Aim of the exercise =>
Among the lines of the listing below, count those with the string "Memory". Give the number and no commentary.

Available data START

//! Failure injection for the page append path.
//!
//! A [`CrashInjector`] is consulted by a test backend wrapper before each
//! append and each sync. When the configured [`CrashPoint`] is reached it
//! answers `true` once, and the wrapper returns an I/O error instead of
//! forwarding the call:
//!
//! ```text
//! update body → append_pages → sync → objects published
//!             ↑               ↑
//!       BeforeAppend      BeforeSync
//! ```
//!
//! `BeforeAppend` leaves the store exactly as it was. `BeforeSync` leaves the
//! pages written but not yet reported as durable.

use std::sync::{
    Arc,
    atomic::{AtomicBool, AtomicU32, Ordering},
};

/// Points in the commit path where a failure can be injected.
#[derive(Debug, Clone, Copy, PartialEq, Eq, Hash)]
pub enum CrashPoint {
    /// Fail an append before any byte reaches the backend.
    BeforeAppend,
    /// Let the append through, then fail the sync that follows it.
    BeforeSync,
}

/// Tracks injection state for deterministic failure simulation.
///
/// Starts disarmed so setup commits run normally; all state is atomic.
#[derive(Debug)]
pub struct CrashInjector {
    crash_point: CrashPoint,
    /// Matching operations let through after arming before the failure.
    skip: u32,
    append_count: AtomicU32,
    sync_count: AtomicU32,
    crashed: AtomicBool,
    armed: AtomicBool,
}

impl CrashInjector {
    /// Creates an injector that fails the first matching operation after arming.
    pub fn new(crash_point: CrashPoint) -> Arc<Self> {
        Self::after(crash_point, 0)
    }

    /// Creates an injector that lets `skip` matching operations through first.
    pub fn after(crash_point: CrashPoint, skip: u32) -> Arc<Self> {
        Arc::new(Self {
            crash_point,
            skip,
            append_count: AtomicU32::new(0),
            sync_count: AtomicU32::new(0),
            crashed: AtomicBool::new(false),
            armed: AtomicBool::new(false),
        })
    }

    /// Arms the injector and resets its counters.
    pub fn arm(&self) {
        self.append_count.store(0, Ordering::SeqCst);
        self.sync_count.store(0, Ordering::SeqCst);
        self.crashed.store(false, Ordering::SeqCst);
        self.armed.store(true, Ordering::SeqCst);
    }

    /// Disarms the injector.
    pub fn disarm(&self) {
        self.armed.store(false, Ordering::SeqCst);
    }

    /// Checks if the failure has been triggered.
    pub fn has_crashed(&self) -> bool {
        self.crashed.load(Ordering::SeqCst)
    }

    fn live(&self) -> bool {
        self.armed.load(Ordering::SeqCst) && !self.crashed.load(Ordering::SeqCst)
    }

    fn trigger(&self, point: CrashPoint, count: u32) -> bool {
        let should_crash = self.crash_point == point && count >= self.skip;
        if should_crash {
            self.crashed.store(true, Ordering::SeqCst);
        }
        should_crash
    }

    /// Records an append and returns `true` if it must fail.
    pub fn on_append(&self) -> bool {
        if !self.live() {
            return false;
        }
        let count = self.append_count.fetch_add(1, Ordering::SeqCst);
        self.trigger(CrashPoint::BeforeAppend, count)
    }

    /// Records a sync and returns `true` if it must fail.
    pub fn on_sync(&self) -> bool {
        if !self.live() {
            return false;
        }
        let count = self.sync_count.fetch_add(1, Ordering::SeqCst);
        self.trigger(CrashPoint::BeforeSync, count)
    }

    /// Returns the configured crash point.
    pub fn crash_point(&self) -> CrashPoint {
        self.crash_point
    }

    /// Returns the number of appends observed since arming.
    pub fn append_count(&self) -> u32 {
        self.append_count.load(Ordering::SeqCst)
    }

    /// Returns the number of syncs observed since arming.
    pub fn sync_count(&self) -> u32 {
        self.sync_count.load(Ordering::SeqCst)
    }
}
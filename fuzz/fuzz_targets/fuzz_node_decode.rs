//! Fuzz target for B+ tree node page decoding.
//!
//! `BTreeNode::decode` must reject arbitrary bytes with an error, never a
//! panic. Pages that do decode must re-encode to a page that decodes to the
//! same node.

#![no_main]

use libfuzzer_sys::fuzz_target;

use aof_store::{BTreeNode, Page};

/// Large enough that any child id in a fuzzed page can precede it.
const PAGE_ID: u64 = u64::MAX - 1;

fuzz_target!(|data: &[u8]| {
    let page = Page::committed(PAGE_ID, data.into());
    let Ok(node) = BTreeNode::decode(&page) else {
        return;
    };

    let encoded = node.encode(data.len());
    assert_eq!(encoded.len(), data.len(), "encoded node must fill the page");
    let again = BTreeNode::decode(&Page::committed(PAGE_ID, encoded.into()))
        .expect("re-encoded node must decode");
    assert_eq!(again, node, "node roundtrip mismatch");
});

Available data END
Available data START

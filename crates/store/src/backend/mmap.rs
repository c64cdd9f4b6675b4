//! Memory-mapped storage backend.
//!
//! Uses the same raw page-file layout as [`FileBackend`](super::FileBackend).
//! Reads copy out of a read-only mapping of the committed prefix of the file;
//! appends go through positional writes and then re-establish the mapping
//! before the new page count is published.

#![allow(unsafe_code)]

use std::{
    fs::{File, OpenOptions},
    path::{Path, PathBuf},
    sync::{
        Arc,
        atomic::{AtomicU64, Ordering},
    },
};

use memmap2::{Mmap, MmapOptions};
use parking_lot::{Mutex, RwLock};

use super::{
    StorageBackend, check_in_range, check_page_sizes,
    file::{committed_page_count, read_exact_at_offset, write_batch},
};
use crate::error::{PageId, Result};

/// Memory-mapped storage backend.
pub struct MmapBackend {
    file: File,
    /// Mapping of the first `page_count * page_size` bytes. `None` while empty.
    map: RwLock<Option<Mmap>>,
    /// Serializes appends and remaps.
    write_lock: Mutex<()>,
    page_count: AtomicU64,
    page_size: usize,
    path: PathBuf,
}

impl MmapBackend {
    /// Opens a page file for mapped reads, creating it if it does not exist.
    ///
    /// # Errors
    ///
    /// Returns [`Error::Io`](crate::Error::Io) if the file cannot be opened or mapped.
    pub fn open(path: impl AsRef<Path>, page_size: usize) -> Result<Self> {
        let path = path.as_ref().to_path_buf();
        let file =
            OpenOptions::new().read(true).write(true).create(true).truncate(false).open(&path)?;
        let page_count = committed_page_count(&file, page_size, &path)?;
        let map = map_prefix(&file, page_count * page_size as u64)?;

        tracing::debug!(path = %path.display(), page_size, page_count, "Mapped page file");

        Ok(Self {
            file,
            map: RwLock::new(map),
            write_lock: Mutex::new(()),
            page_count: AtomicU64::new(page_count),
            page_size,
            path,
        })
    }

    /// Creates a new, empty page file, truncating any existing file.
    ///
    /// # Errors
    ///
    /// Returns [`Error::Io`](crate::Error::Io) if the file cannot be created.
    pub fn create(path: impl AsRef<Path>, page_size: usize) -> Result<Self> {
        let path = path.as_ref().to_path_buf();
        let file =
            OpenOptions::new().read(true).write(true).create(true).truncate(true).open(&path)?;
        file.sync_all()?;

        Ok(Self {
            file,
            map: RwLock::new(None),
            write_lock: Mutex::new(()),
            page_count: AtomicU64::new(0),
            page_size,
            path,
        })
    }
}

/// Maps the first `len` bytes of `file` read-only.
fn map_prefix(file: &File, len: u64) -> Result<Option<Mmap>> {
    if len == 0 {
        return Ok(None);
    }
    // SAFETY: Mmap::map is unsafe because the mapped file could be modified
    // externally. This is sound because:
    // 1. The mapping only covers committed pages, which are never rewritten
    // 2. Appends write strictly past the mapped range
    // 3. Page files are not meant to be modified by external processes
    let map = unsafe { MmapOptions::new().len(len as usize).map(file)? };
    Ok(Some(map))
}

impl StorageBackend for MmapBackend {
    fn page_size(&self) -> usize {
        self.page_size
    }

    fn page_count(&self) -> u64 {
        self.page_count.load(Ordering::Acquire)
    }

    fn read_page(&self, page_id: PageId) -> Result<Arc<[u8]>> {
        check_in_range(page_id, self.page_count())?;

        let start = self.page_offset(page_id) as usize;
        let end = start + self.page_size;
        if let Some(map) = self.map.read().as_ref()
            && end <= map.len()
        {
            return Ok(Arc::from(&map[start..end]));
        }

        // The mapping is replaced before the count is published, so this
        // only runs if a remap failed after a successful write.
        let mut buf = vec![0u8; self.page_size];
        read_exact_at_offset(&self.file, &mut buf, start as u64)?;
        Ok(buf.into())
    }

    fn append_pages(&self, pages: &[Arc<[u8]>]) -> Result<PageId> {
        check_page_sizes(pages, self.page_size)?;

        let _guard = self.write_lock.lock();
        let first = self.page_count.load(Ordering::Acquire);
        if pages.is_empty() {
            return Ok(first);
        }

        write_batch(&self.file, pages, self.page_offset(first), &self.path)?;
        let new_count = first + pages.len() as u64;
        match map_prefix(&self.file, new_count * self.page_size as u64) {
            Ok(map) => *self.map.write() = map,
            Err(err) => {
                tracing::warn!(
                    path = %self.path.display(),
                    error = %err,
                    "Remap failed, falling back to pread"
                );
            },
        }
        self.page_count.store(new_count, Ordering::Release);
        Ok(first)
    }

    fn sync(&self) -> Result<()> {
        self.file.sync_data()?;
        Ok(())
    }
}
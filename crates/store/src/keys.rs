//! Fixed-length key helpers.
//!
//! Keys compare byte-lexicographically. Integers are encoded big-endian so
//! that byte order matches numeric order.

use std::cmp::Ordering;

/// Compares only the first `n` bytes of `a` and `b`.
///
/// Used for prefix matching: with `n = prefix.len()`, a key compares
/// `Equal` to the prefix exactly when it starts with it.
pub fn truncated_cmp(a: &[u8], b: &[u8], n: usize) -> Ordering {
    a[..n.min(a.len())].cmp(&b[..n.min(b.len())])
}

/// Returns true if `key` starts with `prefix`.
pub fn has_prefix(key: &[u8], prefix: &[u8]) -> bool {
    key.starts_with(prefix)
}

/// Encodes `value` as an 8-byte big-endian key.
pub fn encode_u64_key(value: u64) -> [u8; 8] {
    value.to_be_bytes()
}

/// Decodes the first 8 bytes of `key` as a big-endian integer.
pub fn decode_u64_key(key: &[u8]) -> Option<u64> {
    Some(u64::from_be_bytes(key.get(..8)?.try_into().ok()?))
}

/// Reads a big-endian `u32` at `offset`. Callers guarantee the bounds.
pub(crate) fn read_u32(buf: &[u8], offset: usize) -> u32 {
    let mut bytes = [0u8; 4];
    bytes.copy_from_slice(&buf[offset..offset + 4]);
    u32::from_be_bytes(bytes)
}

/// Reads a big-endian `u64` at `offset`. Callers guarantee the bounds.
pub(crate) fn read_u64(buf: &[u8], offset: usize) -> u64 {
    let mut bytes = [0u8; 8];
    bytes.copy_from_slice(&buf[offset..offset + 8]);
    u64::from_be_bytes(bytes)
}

Available data END
Available data START

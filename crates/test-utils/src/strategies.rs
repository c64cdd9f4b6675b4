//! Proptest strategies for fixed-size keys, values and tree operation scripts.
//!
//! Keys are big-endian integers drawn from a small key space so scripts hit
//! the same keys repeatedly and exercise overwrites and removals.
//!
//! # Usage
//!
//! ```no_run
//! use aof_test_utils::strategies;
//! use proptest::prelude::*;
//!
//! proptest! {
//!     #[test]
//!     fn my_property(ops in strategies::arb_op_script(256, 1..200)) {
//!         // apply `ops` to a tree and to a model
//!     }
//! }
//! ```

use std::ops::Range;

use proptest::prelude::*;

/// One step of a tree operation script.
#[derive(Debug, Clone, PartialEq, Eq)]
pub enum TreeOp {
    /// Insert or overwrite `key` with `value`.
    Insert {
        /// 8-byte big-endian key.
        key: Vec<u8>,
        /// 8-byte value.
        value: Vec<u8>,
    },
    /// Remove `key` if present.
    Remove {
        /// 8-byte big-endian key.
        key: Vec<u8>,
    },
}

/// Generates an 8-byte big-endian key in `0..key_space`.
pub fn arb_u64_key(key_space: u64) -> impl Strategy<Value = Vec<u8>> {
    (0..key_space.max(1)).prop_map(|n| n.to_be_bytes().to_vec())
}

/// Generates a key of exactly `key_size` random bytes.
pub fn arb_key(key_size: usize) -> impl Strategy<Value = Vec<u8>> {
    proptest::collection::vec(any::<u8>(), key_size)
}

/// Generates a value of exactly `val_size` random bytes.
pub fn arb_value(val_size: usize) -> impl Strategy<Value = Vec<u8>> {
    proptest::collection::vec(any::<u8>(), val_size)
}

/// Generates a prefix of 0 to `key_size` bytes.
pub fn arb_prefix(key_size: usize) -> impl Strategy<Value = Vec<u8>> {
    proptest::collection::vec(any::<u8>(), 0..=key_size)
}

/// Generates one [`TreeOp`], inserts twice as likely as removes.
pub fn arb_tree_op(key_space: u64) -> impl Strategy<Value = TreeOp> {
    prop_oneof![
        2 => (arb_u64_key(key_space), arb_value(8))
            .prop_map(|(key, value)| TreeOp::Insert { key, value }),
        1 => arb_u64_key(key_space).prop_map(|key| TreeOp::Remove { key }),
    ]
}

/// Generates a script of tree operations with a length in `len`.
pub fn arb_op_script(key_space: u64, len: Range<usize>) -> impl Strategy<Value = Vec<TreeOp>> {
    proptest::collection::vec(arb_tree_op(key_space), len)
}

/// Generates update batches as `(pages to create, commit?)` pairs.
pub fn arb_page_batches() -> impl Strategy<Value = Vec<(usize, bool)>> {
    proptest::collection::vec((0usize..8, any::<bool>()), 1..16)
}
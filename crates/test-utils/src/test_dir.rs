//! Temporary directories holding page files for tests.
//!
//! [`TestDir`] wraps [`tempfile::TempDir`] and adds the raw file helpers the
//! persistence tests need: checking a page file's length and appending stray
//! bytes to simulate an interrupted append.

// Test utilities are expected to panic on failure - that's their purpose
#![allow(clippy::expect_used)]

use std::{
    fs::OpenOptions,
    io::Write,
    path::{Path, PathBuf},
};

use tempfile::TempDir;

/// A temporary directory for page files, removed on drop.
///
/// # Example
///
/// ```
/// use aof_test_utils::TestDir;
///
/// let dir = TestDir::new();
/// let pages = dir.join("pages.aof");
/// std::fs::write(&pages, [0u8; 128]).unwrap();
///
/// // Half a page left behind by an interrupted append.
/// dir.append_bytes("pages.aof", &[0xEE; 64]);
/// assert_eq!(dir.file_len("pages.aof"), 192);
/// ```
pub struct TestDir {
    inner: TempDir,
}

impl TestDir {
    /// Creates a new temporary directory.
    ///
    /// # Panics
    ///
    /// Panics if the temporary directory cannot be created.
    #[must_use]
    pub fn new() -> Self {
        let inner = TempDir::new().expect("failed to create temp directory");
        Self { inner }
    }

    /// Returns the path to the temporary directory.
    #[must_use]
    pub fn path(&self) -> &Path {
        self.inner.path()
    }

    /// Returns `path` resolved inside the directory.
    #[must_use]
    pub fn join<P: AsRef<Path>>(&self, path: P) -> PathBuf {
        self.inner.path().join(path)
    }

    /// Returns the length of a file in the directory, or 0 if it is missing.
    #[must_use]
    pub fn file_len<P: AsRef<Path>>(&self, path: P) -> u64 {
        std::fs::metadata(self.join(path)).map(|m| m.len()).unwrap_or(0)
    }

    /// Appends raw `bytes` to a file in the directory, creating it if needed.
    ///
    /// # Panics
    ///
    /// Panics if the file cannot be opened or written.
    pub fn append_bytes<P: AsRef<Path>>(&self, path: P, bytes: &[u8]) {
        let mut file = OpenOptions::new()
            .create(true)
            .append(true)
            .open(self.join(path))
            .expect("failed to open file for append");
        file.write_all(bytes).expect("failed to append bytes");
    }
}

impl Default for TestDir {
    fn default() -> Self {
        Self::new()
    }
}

Available data END

Answer =>
2